En la actualidad, aunque no nos demos cuenta, otra función del chisme es crear un mejor entorno social. Cuando nosotros discutimos un chime con otras personas, detectamos qué opinan sobre ciertos temas y cuáles son sus principios éticos. Esto nos sirve para seleccionar quiénes formarán parte de nuestro grupo social y en quiénes podremos confiar.
Estas son dos de las funciones más bondadosas del chisme: regular al grupo y construir una red de relaciones. No obstante, también existen motivos bastante nocivos. Uno de ellos es el deseo de tomar ventaja sobre otras personas. Por ejemplo, si se desea tener favoritismo en una relación de tres personas, A le puede contar a B un chisme para destruir la reputación de C. Este tipo de conducta se conoce como agresión indirecta, porque se hace daño, pero no de manera abierta y frontal. Otro tipo de motivo, que también se relaciona con este, consiste en sacar provecho de la comparación. En este tipo de chisme, se habla mal de otras personas para que nuestra autopercepción y la percepción que tienen los demás sobre nosotros mejore. Este mecanismo funciona igual que si comparásemos un producto de diseño promedio con un producto con algunas roturas. Obviamente, el primero va a verse mejor.

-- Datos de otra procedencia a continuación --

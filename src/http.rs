//! HTTP client adapter shared by page parsing, link resolution and downloads.
//!
//! Every request carries the same browser identity (user agent, accept
//! headers, keep-alive) and goes through one cookie-aware `reqwest::Client`,
//! so a whole album run reuses a single connection pool. Page and API bodies
//! are capped at [`MAX_RESPONSE_BYTES`]; file downloads stream to disk instead.

use std::path::Path;
use std::time::Duration;

use futures_util::StreamExt;
use reqwest::header::{
    HeaderMap, HeaderValue, ACCEPT, ACCEPT_LANGUAGE, CONNECTION, CONTENT_LENGTH, CONTENT_TYPE,
    COOKIE, REFERER, USER_AGENT,
};
use reqwest::{Client, Response};
use serde_json::Value;
use thiserror::Error;
use tokio::fs::File;
use tokio::io::AsyncWriteExt;

pub const DEFAULT_USER_AGENT: &str = "Mozilla/5.0 (Windows NT 10.0; Win64; x64) AppleWebKit/537.36 (KHTML, like Gecko) Chrome/133.0.0.0 Safari/537.36";

const HTML_ACCEPT: &str = "text/html,application/xhtml+xml,application/xml;q=0.9,image/avif,image/webp,image/apng,*/*;q=0.8";

/// Page and API responses longer than this are truncated.
pub const MAX_RESPONSE_BYTES: usize = 5_000_000;

#[derive(Debug, Error)]
pub enum NetworkError {
    #[error("request to {url} failed: {source}")]
    Request {
        url: String,
        source: reqwest::Error,
    },

    #[error("HTTP {status} from {url}")]
    Status { status: u16, url: String },

    #[error("empty response from {0}")]
    EmptyBody(String),

    #[error(transparent)]
    Io(#[from] std::io::Error),
}

impl NetworkError {
    fn request(url: &str, source: reqwest::Error) -> Self {
        Self::Request {
            url: url.to_string(),
            source,
        }
    }
}

/// Transport capability used by the rest of the crate.
///
/// The production implementation is [`Session`]; tests substitute a scripted
/// client so parsing, resolution and download logic run without a network.
#[async_trait::async_trait]
pub trait HttpClient: Send + Sync {
    /// GET a page and return its (capped) body. Fails on transport errors and
    /// empty bodies; non-2xx pages are returned as-is because error pages
    /// still carry parseable markup.
    async fn get_text(
        &self,
        url: &str,
        cookies: &[(&str, &str)],
        referer: Option<&str>,
    ) -> Result<Vec<u8>, NetworkError>;

    /// POST a JSON body and return the (capped) response. Any status other
    /// than 200 is an error.
    async fn post_json(&self, url: &str, body: &Value) -> Result<Vec<u8>, NetworkError>;

    /// HEAD probe returning `(status, content_length)`; the length is `-1`
    /// when the server does not declare one.
    async fn head_length(&self, url: &str, referer: &str) -> Result<(u16, i64), NetworkError>;

    /// GET `url` and stream the body into `path` (created or truncated),
    /// returning the number of bytes written.
    async fn fetch_to_file(&self, url: &str, referer: &str, path: &Path)
        -> Result<u64, NetworkError>;
}

/// Serialize cookies into a single `Cookie` header value (`k=v; ` pairs).
pub fn cookie_header(cookies: &[(&str, &str)]) -> String {
    let mut header = String::new();
    for (key, value) in cookies {
        header.push_str(key);
        header.push('=');
        header.push_str(value);
        header.push_str("; ");
    }
    header
}

/// reqwest-backed HTTP session with a fixed browser identity and cookie jar.
#[derive(Debug, Clone)]
pub struct Session {
    client: Client,
}

impl Session {
    pub fn new(timeout: Duration, insecure_tls: bool) -> Result<Self, NetworkError> {
        let mut default_headers = HeaderMap::new();
        default_headers.insert(USER_AGENT, HeaderValue::from_static(DEFAULT_USER_AGENT));
        default_headers.insert(ACCEPT, HeaderValue::from_static(HTML_ACCEPT));
        default_headers.insert(ACCEPT_LANGUAGE, HeaderValue::from_static("en-US,en;q=0.9"));
        default_headers.insert(CONNECTION, HeaderValue::from_static("keep-alive"));

        let client = Client::builder()
            .cookie_store(true)
            .default_headers(default_headers)
            .danger_accept_invalid_certs(insecure_tls)
            .timeout(timeout)
            .build()
            .map_err(|e| NetworkError::request("<client builder>", e))?;

        Ok(Self { client })
    }
}

/// Read a response body, truncating it at [`MAX_RESPONSE_BYTES`].
async fn read_capped(url: &str, response: Response) -> Result<Vec<u8>, NetworkError> {
    let mut body = Vec::new();
    let mut stream = response.bytes_stream();
    while let Some(chunk) = stream.next().await {
        let chunk = chunk.map_err(|e| NetworkError::request(url, e))?;
        let room = MAX_RESPONSE_BYTES - body.len();
        if chunk.len() >= room {
            body.extend_from_slice(&chunk[..room]);
            tracing::debug!(url, "Response truncated at {} bytes", MAX_RESPONSE_BYTES);
            break;
        }
        body.extend_from_slice(&chunk);
    }
    Ok(body)
}

#[async_trait::async_trait]
impl HttpClient for Session {
    async fn get_text(
        &self,
        url: &str,
        cookies: &[(&str, &str)],
        referer: Option<&str>,
    ) -> Result<Vec<u8>, NetworkError> {
        let mut builder = self.client.get(url);
        if !cookies.is_empty() {
            builder = builder.header(COOKIE, cookie_header(cookies));
        }
        if let Some(referer) = referer.filter(|r| !r.is_empty()) {
            builder = builder.header(REFERER, referer);
        }

        tracing::debug!("GET {}", url);
        let response = builder
            .send()
            .await
            .map_err(|e| NetworkError::request(url, e))?;
        let body = read_capped(url, response).await?;
        if body.is_empty() {
            return Err(NetworkError::EmptyBody(url.to_string()));
        }
        Ok(body)
    }

    async fn post_json(&self, url: &str, body: &Value) -> Result<Vec<u8>, NetworkError> {
        tracing::debug!("POST {}", url);
        let response = self
            .client
            .post(url)
            .header(CONTENT_TYPE, "application/json")
            .header(ACCEPT, "application/json")
            .body(body.to_string())
            .send()
            .await
            .map_err(|e| NetworkError::request(url, e))?;

        let status = response.status().as_u16();
        if status != 200 {
            return Err(NetworkError::Status {
                status,
                url: url.to_string(),
            });
        }
        read_capped(url, response).await
    }

    async fn head_length(&self, url: &str, referer: &str) -> Result<(u16, i64), NetworkError> {
        tracing::debug!("HEAD {}", url);
        let response = self
            .client
            .head(url)
            .header(REFERER, referer)
            .send()
            .await
            .map_err(|e| NetworkError::request(url, e))?;

        // Read the header directly: HEAD responses have no body for reqwest
        // to size, so `Response::content_length` reports 0.
        let length = response
            .headers()
            .get(CONTENT_LENGTH)
            .and_then(|v| v.to_str().ok())
            .and_then(|v| v.trim().parse::<i64>().ok())
            .unwrap_or(-1);
        Ok((response.status().as_u16(), length))
    }

    async fn fetch_to_file(
        &self,
        url: &str,
        referer: &str,
        path: &Path,
    ) -> Result<u64, NetworkError> {
        tracing::debug!("GET {} -> {}", url, path.display());
        let response = self
            .client
            .get(url)
            .header(REFERER, referer)
            .send()
            .await
            .map_err(|e| NetworkError::request(url, e))?;

        let mut file = File::create(path).await?;
        let mut written: u64 = 0;
        let mut stream = response.bytes_stream();
        while let Some(chunk) = stream.next().await {
            let chunk = chunk.map_err(|e| NetworkError::request(url, e))?;
            file.write_all(&chunk).await?;
            written += chunk.len() as u64;
        }
        file.flush().await?;
        Ok(written)
    }
}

Entonces, ¿el chisme puede ser positivo?
Si bien posee algunas funciones «positivas», como reglar el grupo o rodearnos de personas que son afines a nosotros, el chisme no es la mejor forma de hacer las cosas. Y la razón es simple: puede hacer mucho daño y generar, en la persona agraviada, depresión, ansiedad, insomnio y otros trastornos de índole psicológico. Si queremos ayudar a otras personas en su propio crecimiento, podemos ofrecerles nuestro punto de vista y contarles los beneficios que puede traer la modificación de algunos comportamientos; sin embargo, siempre debemos tener presente que cada uno elige cómo vivir su vida y nadie nos ha proclamado jueces o cuidadores de la moral. Mientras no se infrinjan las leyes y la conducta de los demás no cause daño, están en su derecho de seguir su camino. Por otro lado, en el caso de que necesitemos conocer cómo son las personas que nos rodean, basta con dialogar de temas generales, como la política, la economía, la familia y la sociedad. No hace falta que hablemos mal de alguien más.
Por otro parte, seamos conscientes de que no podemos crecer personal ni profesionalmente a costa de los demás. Si queremos hacer mejor las cosas, tracemos un plan de desarrollo, pero nunca lo hagamos para buscar reconocimiento, sino para sentirnos bien. Si logramos esto, no habrá necesidad de dañar la reputación de nadie ni de compararnos.
Recuerden, nuevamente, que no hay bienestar personal sin bienestar colectivo. Y el chisme ataca duramente y sin piedad.